■ Excerpted data

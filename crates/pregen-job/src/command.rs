//! The `fill [freq] [pad] [step]` start command.

use std::fmt;

use pregen_common::ChunkBounds;

use crate::config::JobConfig;
use crate::state::{JobParams, JobState};

/// Parsed start command.
#[derive(Debug, Clone, Copy, PartialEq, Eq)]
pub struct FillCommand {
    /// Job parameters after defaults and clamping
    pub params: JobParams,
}

impl FillCommand {
    /// Parses up to three positional integers `freq pad step`.
    ///
    /// A missing or unparseable value keeps the configured default for that
    /// position. `freq` is raised to at least 1 and `step` to at least
    /// `freq`.
    pub fn parse<S: AsRef<str>>(args: &[S], config: &JobConfig) -> Self {
        let arg = |i: usize| args.get(i).map(|a| a.as_ref().trim());

        let freq = arg(0)
            .and_then(|a| a.parse::<i64>().ok())
            .map_or(config.default_freq, |v| v.clamp(1, i64::from(u32::MAX)) as u32);
        let pad = arg(1)
            .and_then(|a| a.parse::<i32>().ok())
            .unwrap_or(config.default_pad);
        let step = arg(2)
            .and_then(|a| a.parse::<i64>().ok())
            .map_or(config.default_step, |v| v.clamp(0, i64::from(u32::MAX)) as u32);

        Self {
            params: JobParams::new(freq, pad, step),
        }
    }

    /// Chunk range the job covers: the border range grown by `pad`.
    #[must_use]
    pub const fn bounds(&self, border: ChunkBounds) -> ChunkBounds {
        border.expanded(self.params.pad)
    }

    /// Fresh job state for this command over `border`.
    #[must_use]
    pub fn into_state(self, border: ChunkBounds) -> JobState {
        JobState::new(self.bounds(border), self.params)
    }
}

/// Confirmation returned when a job starts.
#[derive(Debug, Clone, Copy, PartialEq, Eq)]
pub struct StartAck {
    /// Chunks to visit
    pub total: u64,
    /// Steps the job is split into
    pub total_steps: u32,
    /// Chunks per step
    pub step: u32,
    /// Chunks per tick
    pub freq: u32,
    /// Chunk range
    pub bounds: ChunkBounds,
}

impl StartAck {
    /// Acknowledgment for a freshly created job.
    pub fn for_state(state: &JobState) -> Self {
        Self {
            total: state.total,
            total_steps: state.total_steps,
            step: state.step,
            freq: state.freq,
            bounds: state.bounds(),
        }
    }
}

impl fmt::Display for StartAck {
    fn fmt(&self, f: &mut fmt::Formatter<'_>) -> fmt::Result {
        write!(
            f,
            "Starting pre-generation: {} chunks in {} steps of {} chunks ({} per tick), chunks x {}..{} z {}..{}",
            self.total,
            self.total_steps,
            self.step,
            self.freq,
            self.bounds.min_x,
            self.bounds.max_x,
            self.bounds.min_z,
            self.bounds.max_z
        )
    }
}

■ Work instructions
Pick out all lines from the data above in which the word "args" appears.

■ Answer box
    pub fn parse<S: AsRef<str>>(args: &[S], config: &JobConfig) -> Self {
        let arg = |i: usize| args.get(i).map(|a| a.as_ref().trim());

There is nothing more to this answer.